Hacker News new | ask | show | jobs
Show HN: Automatic YouTube Summarization (Chapter Generation) (segmentel.com)
5 points by timetocoffee 1988 days ago
3 comments

There are way more Youtube videos that we could watch. I thought it would be nice if AI can help us to summarize them to save our time. Thus, I spent my Christmas making this tool.

All you have to do is pasting your video URL (with CC turned on) to the website, and it will generate the chapters (kind of summary) for you. You can use them to find the parts you're interested in. It might not as accurate as human-generated chapters. But it can give you a quick tour of what the video is about.

It took me longer than I thought to develop this web app. I spent most of the time dealing with its deployment (so many hurdles!).

Let me know if you think it's helpful or not, and how I can improve it. Thank you very much!

I love the idea so much! Any idea how could you make it work on the videos with subtitles turned off?

Also, may I ask for a simple workflow of this project?
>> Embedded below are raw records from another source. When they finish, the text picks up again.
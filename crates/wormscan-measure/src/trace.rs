//! Skeleton length tracing
//!
//! Walks a unit-width skeleton from tip to tip, accumulating a calibrated
//! step cost per move: the horizontal scale for a purely horizontal step,
//! the vertical scale for a purely vertical one, and the diagonal of the
//! two for a diagonal step. The walk consumes a template copy so it never
//! revisits a pixel.
//!
//! A meaningful measurement needs a single open strand: exactly two
//! endpoints and no branch points. Any other topology produces the
//! [`INVALID_LENGTH`] sentinel and the caller rejects the region.

use crate::error::{MeasureError, MeasureResult};
use wormscan_core::{BACKGROUND, FOREGROUND, PixelGrid};
use wormscan_morph::topology::{branch_points, endpoints};

/// Sentinel length for a skeleton whose topology cannot be traced.
pub const INVALID_LENGTH: f64 = -1.0;

/// Default stage scale in units per pixel.
pub const DEFAULT_SCALE: f64 = 1.0;

/// Physical units per pixel along each image axis.
///
/// Values come from stage calibration (steps per pixel converted to the
/// output unit) and are usually close to each other but not identical.
#[derive(Debug, Clone, Copy, PartialEq)]
pub struct Calibration {
    pub scale_x: f64,
    pub scale_y: f64,
}

impl Default for Calibration {
    fn default() -> Self {
        Self {
            scale_x: DEFAULT_SCALE,
            scale_y: DEFAULT_SCALE,
        }
    }
}

impl Calibration {
    pub fn new(scale_x: f64, scale_y: f64) -> Self {
        Self { scale_x, scale_y }
    }

    pub fn with_scale_x(mut self, scale_x: f64) -> Self {
        self.scale_x = scale_x;
        self
    }

    pub fn with_scale_y(mut self, scale_y: f64) -> Self {
        self.scale_y = scale_y;
        self
    }

    /// Cost of one diagonal step.
    pub fn diagonal(&self) -> f64 {
        (self.scale_x * self.scale_x + self.scale_y * self.scale_y).sqrt()
    }

    pub fn validate(&self) -> MeasureResult<()> {
        for (name, value) in [("scale_x", self.scale_x), ("scale_y", self.scale_y)] {
            if !value.is_finite() || value <= 0.0 {
                return Err(MeasureError::InvalidCalibration(format!(
                    "{name} must be finite and positive, got {value}"
                )));
            }
        }
        Ok(())
    }
}

/// Everything the validity gates need to know about one skeleton.
#[derive(Debug, Clone, Copy, PartialEq)]
pub struct SkeletonMeasurement {
    /// Calibrated tip-to-tip length, or [`INVALID_LENGTH`].
    pub true_length: f64,
    /// Foreground pixel count of the skeleton.
    pub pixel_length: u32,
    pub endpoints: usize,
    pub branches: usize,
}

impl SkeletonMeasurement {
    pub fn is_traceable(&self) -> bool {
        self.true_length >= 0.0
    }
}

/// Classifies the skeleton topology and, when it is a single open strand,
/// traces its calibrated length.
pub fn measure_skeleton(
    skeleton: &PixelGrid,
    calibration: &Calibration,
) -> MeasureResult<SkeletonMeasurement> {
    calibration.validate()?;
    let tips = endpoints(skeleton);
    let branches = branch_points(skeleton);
    let pixel_length = skeleton.count_value(FOREGROUND);

    let true_length = if tips.len() == 2 && branches.is_empty() {
        trace_length(skeleton, tips[0], calibration)
    } else {
        INVALID_LENGTH
    };

    Ok(SkeletonMeasurement {
        true_length,
        pixel_length,
        endpoints: tips.len(),
        branches: branches.len(),
    })
}

/// Tip-to-tip walk. Returns a partial length if the strand dead-ends
/// before every pixel is consumed, which a clean skeleton never does.
fn trace_length(skeleton: &PixelGrid, start: (u32, u32), calibration: &Calibration) -> f64 {
    let width = skeleton.dimensions().0;
    let mut template = skeleton.clone();
    let total = template.count_value(FOREGROUND);
    let diagonal = calibration.diagonal();

    let mut cx = start.0 as i64;
    let mut cy = start.1 as i64;
    let mut visited = 1u32;
    let mut length = 0.0;

    'walk: while visited < total {
        template.data_mut()[(cy as u32 * width + cx as u32) as usize] = BACKGROUND;
        for dy in -1..=1 {
            for dx in -1..=1 {
                if (dx, dy) == (0, 0) {
                    continue;
                }
                let nx = cx + dx;
                let ny = cy + dy;
                if template.get_or(nx, ny, BACKGROUND) != FOREGROUND {
                    continue;
                }
                length += if dy == 0 {
                    calibration.scale_x
                } else if dx == 0 {
                    calibration.scale_y
                } else {
                    diagonal
                };
                cx = nx;
                cy = ny;
                visited += 1;
                continue 'walk;
            }
        }
        break;
    }
    length
}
Here are some of my questions.

1. What method did you use to get the summary out of all the subtitles?

2. How to get the subtitles of the video (Youtube API)?

3. How to get the timestamp of the specific word in the subtitle?

I would really like to build somthing similar! Thanks a lot!

Hi Chony, thanks for asking.

1. What method did you use to get the summary out of all the subtitles?

I measured the similarity between words in each sentence. If words in two sentences are not very semantically similar, they will be divided into two different chapters. As for how I measure their semantic similarity, I used word2vec (it will be more accurate if I use something like BERT but this is just a prototype).

2. How to get the subtitles of the video (Youtube API)?

Subtitles are available on the YouTube video's HTML, you can write a crawler to get them. YouTube API might also be a way.

3. How to get the timestamp of the specific word in the subtitle? I would really like to build something similar! Thanks a lot!

As timestamps are sentence-level only, there is no perfect way to get them for each word. You will need to do the approximation for it. And I didn't do it for my case.

Hope the answers are helpful. Let me know if you have more questions!

Interesting!